Items listed in a dataset:
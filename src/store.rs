//! In-memory transactional entitlement store.
//!
//! The single authoritative state every validation and lifecycle request
//! reads from. Mutating operations run as one closure under the write lock
//! (`write`), which gives them the transactional read-decide-write shape the
//! engine requires: a capacity check and the seat-consuming insert that
//! follows it can never be interleaved with another activation.
//!
//! Cascade rules are enforced here, explicitly: deleting a license removes
//! its activations and their logs; deleting an organization removes its
//! licenses first; deleting a plan is blocked while any license references
//! it.

use crate::model::{DeviceActivation, License, Organization, Plan, ValidationLog};
use crate::SeatwardenError;
use std::collections::HashMap;
use std::sync::RwLock;
use uuid::Uuid;

/// Thread-safe store handle. Clone-free; share via `Arc`.
#[derive(Debug, Default)]
pub struct EntitlementStore {
    state: RwLock<StoreState>,
}

impl EntitlementStore {
    /// Create an empty store.
    pub fn new() -> Self {
        Self::default()
    }

    /// Run a read-only closure against a consistent snapshot of the state.
    pub fn read<R>(&self, f: impl FnOnce(&StoreState) -> R) -> R {
        let guard = self
            .state
            .read()
            .unwrap_or_else(|poisoned| poisoned.into_inner());
        f(&guard)
    }

    /// Run a mutating closure as a single atomic transaction.
    ///
    /// Everything inside the closure happens under the exclusive lock, so
    /// check-then-act sequences (capacity, uniqueness) are race-free.
    pub fn write<R>(&self, f: impl FnOnce(&mut StoreState) -> R) -> R {
        let mut guard = self
            .state
            .write()
            .unwrap_or_else(|poisoned| poisoned.into_inner());
        f(&mut guard)
    }
}

/// The durable record set: four entity maps, the audit log, and unique
/// indexes by license code, device id, and plan name.
#[derive(Debug, Default)]
pub struct StoreState {
    organizations: HashMap<Uuid, Organization>,
    plans: HashMap<Uuid, Plan>,
    licenses: HashMap<Uuid, License>,
    activations: HashMap<Uuid, DeviceActivation>,
    logs: Vec<ValidationLog>,
    license_ids_by_code: HashMap<String, Uuid>,
    activation_ids_by_device: HashMap<String, Uuid>,
    plan_ids_by_name: HashMap<String, Uuid>,
}

impl StoreState {
    // --- organizations -----------------------------------------------------

    /// Insert an organization.
    pub fn insert_organization(&mut self, org: Organization) {
        self.organizations.insert(org.id, org);
    }

    /// Look up an organization by id.
    pub fn organization(&self, id: Uuid) -> Option<&Organization> {
        self.organizations.get(&id)
    }

    /// Delete an organization, cascading to its licenses and their devices.
    pub fn remove_organization(&mut self, id: Uuid) -> Result<(), SeatwardenError> {
        if self.organizations.remove(&id).is_none() {
            return Err(SeatwardenError::NotFound {
                entity: "organization",
            });
        }
        let owned: Vec<Uuid> = self
            .licenses
            .values()
            .filter(|l| l.org_id == id)
            .map(|l| l.id)
            .collect();
        for license_id in owned {
            // Licenses were just enumerated from the map; ignore the
            // impossible NotFound.
            let _ = self.remove_license(license_id);
        }
        Ok(())
    }

    // --- plans -------------------------------------------------------------

    /// Insert a plan, enforcing unique names.
    pub fn insert_plan(&mut self, plan: Plan) -> Result<(), SeatwardenError> {
        if self.plan_ids_by_name.contains_key(&plan.name) {
            return Err(SeatwardenError::Conflict(format!(
                "plan name already exists: {}",
                plan.name
            )));
        }
        self.plan_ids_by_name.insert(plan.name.clone(), plan.id);
        self.plans.insert(plan.id, plan);
        Ok(())
    }

    /// Look up a plan by id.
    pub fn plan(&self, id: Uuid) -> Option<&Plan> {
        self.plans.get(&id)
    }

    /// Delete a plan. Blocked while any license references it.
    pub fn remove_plan(&mut self, id: Uuid) -> Result<(), SeatwardenError> {
        if !self.plans.contains_key(&id) {
            return Err(SeatwardenError::NotFound { entity: "plan" });
        }
        if self.licenses.values().any(|l| l.plan_id == id) {
            return Err(SeatwardenError::Conflict(
                "plan is referenced by existing licenses".to_string(),
            ));
        }
        if let Some(plan) = self.plans.remove(&id) {
            self.plan_ids_by_name.remove(&plan.name);
        }
        Ok(())
    }

    // --- licenses ----------------------------------------------------------

    /// Insert a license, enforcing unique codes.
    pub fn insert_license(&mut self, license: License) -> Result<(), SeatwardenError> {
        if self.license_ids_by_code.contains_key(&license.code) {
            return Err(SeatwardenError::Conflict(
                "license code already exists".to_string(),
            ));
        }
        self.license_ids_by_code
            .insert(license.code.clone(), license.id);
        self.licenses.insert(license.id, license);
        Ok(())
    }

    /// Look up a license by id.
    pub fn license(&self, id: Uuid) -> Option<&License> {
        self.licenses.get(&id)
    }

    /// Mutable lookup of a license by id.
    pub fn license_mut(&mut self, id: Uuid) -> Option<&mut License> {
        self.licenses.get_mut(&id)
    }

    /// Unique lookup of a license by its (normalized) code.
    pub fn license_by_code(&self, code: &str) -> Option<&License> {
        self.license_ids_by_code
            .get(code)
            .and_then(|id| self.licenses.get(id))
    }

    /// Iterate all licenses.
    pub fn licenses(&self) -> impl Iterator<Item = &License> {
        self.licenses.values()
    }

    /// Iterate all licenses mutably (sweep).
    pub fn licenses_mut(&mut self) -> impl Iterator<Item = &mut License> {
        self.licenses.values_mut()
    }

    /// Delete a license, cascading to its activations and their logs.
    pub fn remove_license(&mut self, id: Uuid) -> Result<(), SeatwardenError> {
        let license = self
            .licenses
            .remove(&id)
            .ok_or(SeatwardenError::NotFound { entity: "license" })?;
        self.license_ids_by_code.remove(&license.code);

        let owned: Vec<Uuid> = self
            .activations
            .values()
            .filter(|a| a.license_id == id)
            .map(|a| a.id)
            .collect();
        for activation_id in owned {
            self.remove_activation(activation_id);
        }
        Ok(())
    }

    // --- device activations ------------------------------------------------

    /// Insert an activation, enforcing one record per device id.
    pub fn insert_activation(&mut self, activation: DeviceActivation) -> Result<(), SeatwardenError> {
        if self
            .activation_ids_by_device
            .contains_key(&activation.device_id)
        {
            return Err(SeatwardenError::Conflict(
                "device already has an activation record".to_string(),
            ));
        }
        self.activation_ids_by_device
            .insert(activation.device_id.clone(), activation.id);
        self.activations.insert(activation.id, activation);
        Ok(())
    }

    /// Look up an activation by id.
    pub fn activation(&self, id: Uuid) -> Option<&DeviceActivation> {
        self.activations.get(&id)
    }

    /// Mutable lookup of an activation by id.
    pub fn activation_mut(&mut self, id: Uuid) -> Option<&mut DeviceActivation> {
        self.activations.get_mut(&id)
    }

    /// Unique lookup of an activation by device id.
    pub fn activation_by_device(&self, device_id: &str) -> Option<&DeviceActivation> {
        self.activation_ids_by_device
            .get(device_id)
            .and_then(|id| self.activations.get(id))
    }

    /// Mutable unique lookup of an activation by device id.
    pub fn activation_by_device_mut(&mut self, device_id: &str) -> Option<&mut DeviceActivation> {
        let id = *self.activation_ids_by_device.get(device_id)?;
        self.activations.get_mut(&id)
    }

    /// Iterate all activations.
    pub fn activations(&self) -> impl Iterator<Item = &DeviceActivation> {
        self.activations.values()
    }

    /// Count of activations currently occupying a seat on the license.
    pub fn active_seat_count(&self, license_id: Uuid) -> usize {
        self.activations
            .values()
            .filter(|a| a.license_id == license_id && a.is_active())
            .count()
    }

    fn remove_activation(&mut self, id: Uuid) {
        if let Some(activation) = self.activations.remove(&id) {
            self.activation_ids_by_device.remove(&activation.device_id);
            self.logs.retain(|log| log.activation_id != id);
        }
    }

    // --- audit log ---------------------------------------------------------

    /// Append a validation log entry. Append-only; entries are never edited.
    pub fn append_log(&mut self, log: ValidationLog) {
        self.logs.push(log);
    }

    /// All log entries for one activation, oldest first.
    pub fn logs_for_activation(&self, activation_id: Uuid) -> Vec<&ValidationLog> {
        self.logs
            .iter()
            .filter(|log| log.activation_id == activation_id)
            .collect()
    }
}

#[cfg(test)]
mod tests {
    use super::*;
    use crate::model::{DeviceMetadata, ValidationOutcome};
    use chrono::Utc;

    fn seeded() -> (EntitlementStore, Uuid, Uuid, Uuid) {
        let store = EntitlementStore::new();
        let (org_id, plan_id, license_id) = store.write(|state| {
            let org = Organization::new("Acme");
            let org_id = org.id;
            state.insert_organization(org);

            let plan = Plan::new("Starter", 5);
            let plan_id = plan.id;
            state.insert_plan(plan).unwrap();

            let now = Utc::now();
            let license = License::new(
                "A".repeat(32),
                org_id,
                plan_id,
                now + chrono::Duration::days(30),
                now,
            );
            let license_id = license.id;
            state.insert_license(license).unwrap();

            (org_id, plan_id, license_id)
        });
        (store, org_id, plan_id, license_id)
    }

    #[test]
    fn test_unique_license_code() {
        let (store, org_id, plan_id, _) = seeded();
        let result = store.write(|state| {
            let now = Utc::now();
            state.insert_license(License::new("A".repeat(32), org_id, plan_id, now, now))
        });
        assert!(matches!(result, Err(SeatwardenError::Conflict(_))));
    }

    #[test]
    fn test_unique_plan_name() {
        let (store, _, _, _) = seeded();
        let result = store.write(|state| state.insert_plan(Plan::new("Starter", 20)));
        assert!(matches!(result, Err(SeatwardenError::Conflict(_))));
    }

    #[test]
    fn test_unique_device_id() {
        let (store, _, _, license_id) = seeded();
        let result = store.write(|state| {
            let now = Utc::now();
            state
                .insert_activation(DeviceActivation::new(
                    license_id,
                    "dev-1",
                    DeviceMetadata::default(),
                    now,
                ))
                .unwrap();
            state.insert_activation(DeviceActivation::new(
                license_id,
                "dev-1",
                DeviceMetadata::default(),
                now,
            ))
        });
        assert!(matches!(result, Err(SeatwardenError::Conflict(_))));
    }

    #[test]
    fn test_lookup_by_code_and_device() {
        let (store, _, _, license_id) = seeded();
        store.write(|state| {
            let now = Utc::now();
            state
                .insert_activation(DeviceActivation::new(
                    license_id,
                    "dev-1",
                    DeviceMetadata::default(),
                    now,
                ))
                .unwrap();
        });
        store.read(|state| {
            assert_eq!(state.license_by_code(&"A".repeat(32)).unwrap().id, license_id);
            assert!(state.license_by_code("MISSING").is_none());
            assert_eq!(
                state.activation_by_device("dev-1").unwrap().license_id,
                license_id
            );
        });
    }

    #[test]
    fn test_active_seat_count_ignores_revoked() {
        let (store, _, _, license_id) = seeded();
        store.write(|state| {
            let now = Utc::now();
            state
                .insert_activation(DeviceActivation::new(
                    license_id,
                    "dev-1",
                    DeviceMetadata::default(),
                    now,
                ))
                .unwrap();
            let mut second =
                DeviceActivation::new(license_id, "dev-2", DeviceMetadata::default(), now);
            second.revoke(now, None);
            state.insert_activation(second).unwrap();
        });
        assert_eq!(store.read(|state| state.active_seat_count(license_id)), 1);
    }

    #[test]
    fn test_license_cascade_delete() {
        let (store, _, _, license_id) = seeded();
        let activation_id = store.write(|state| {
            let now = Utc::now();
            let activation =
                DeviceActivation::new(license_id, "dev-1", DeviceMetadata::default(), now);
            let activation_id = activation.id;
            state.insert_activation(activation).unwrap();
            state.append_log(ValidationLog::new(
                activation_id,
                ValidationOutcome::Success,
                None,
                None,
                false,
                None,
                now,
                None,
            ));
            activation_id
        });

        store.write(|state| state.remove_license(license_id)).unwrap();

        store.read(|state| {
            assert!(state.license(license_id).is_none());
            assert!(state.activation(activation_id).is_none());
            assert!(state.activation_by_device("dev-1").is_none());
            assert!(state.logs_for_activation(activation_id).is_empty());
        });
    }

    #[test]
    fn test_org_cascade_delete() {
        let (store, org_id, _, license_id) = seeded();
        store.write(|state| state.remove_organization(org_id)).unwrap();
        store.read(|state| {
            assert!(state.organization(org_id).is_none());
            assert!(state.license(license_id).is_none());
        });
    }

    #[test]
    fn test_plan_delete_blocked_while_referenced() {
        let (store, _, plan_id, license_id) = seeded();
        let result = store.write(|state| state.remove_plan(plan_id));
        assert!(matches!(result, Err(SeatwardenError::Conflict(_))));

        // Freed once the referencing license is gone.
        store.write(|state| state.remove_license(license_id)).unwrap();
        assert!(store.write(|state| state.remove_plan(plan_id)).is_ok());
    }

    #[test]
    fn test_missing_entities() {
        let store = EntitlementStore::new();
        let id = Uuid::new_v4();
        assert!(matches!(
            store.write(|state| state.remove_license(id)),
            Err(SeatwardenError::NotFound { entity: "license" })
        ));
        assert!(matches!(
            store.write(|state| state.remove_plan(id)),
            Err(SeatwardenError::NotFound { entity: "plan" })
        ));
    }
}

### [Problem details]
Every line of the records that includes the word "exists" should be gathered.

### [Written answer]
                "plan name already exists: {}",
                "license code already exists".to_string(),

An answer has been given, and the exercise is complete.